Comme un lac, dont la brise effleure la surface
Sans agiter le fond,
Ces êtres aux coeurs froids, ou tout amour s'efface,
Pour moi n'eurent jamais un sentiment profond.

Innocence, candeur, tendresse virginale,
Ils vous abandonnaient sans larmes, sans regret ;
Et toujours triomphait dans leur âme vénale
Un vulgaire intérêt.

Ils passaient tous ainsi comme des ombres vaines
Le fantôme adoré, l'idéal que j'aimais,
Celui qui de ma vie eut adouci les peines
N'apparaissait jamais !

Jamais l'aveu chéri qui captive une femme,
Qui mêle pour toujours son âme vierge à l'âme
D'un jeune fiancé
Ne porta dans mes sens une ivresse suprême ;
Non, jamais par l'amour, jamais ce mot, je t'aime,
Ne me fut prononcé !

Jamais, en s'élançant au seuil de ma demeure
Un mortel adoré ne me dit : Voici l'heure
Promise à ton ami !
Et triomphant malgré la pudeur qui résiste
N'effleura d'un baiser mon front rêveur et triste !
Non, jamais dans ma main une main n'a frémi.

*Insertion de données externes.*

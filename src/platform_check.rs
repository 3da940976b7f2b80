#[cfg(not(unix))]
compile_error!("readn operates on POSIX file descriptors and only supports Unix-like systems");

#[cfg(all(unix, target_pointer_width = "16"))]
compile_error!("16-bit platforms are not supported");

Nul rayon de bonheur sur mes jours ne se lève ;
L'amour que j'appelais ne m'a pas répondu !
Déjà mon front pâlit et mon printemps s'achève,
Et pour moi l'avenir est à jamais perdu. »

Elle parlait ainsi, la femme délaissée,
Et dans son sein brûlant fermentait sa pensée ;
Puis, jetant un regard de merci vers les cieux,
Pour ne plus les rouvrir elle ferma les yeux.


Louise Colet.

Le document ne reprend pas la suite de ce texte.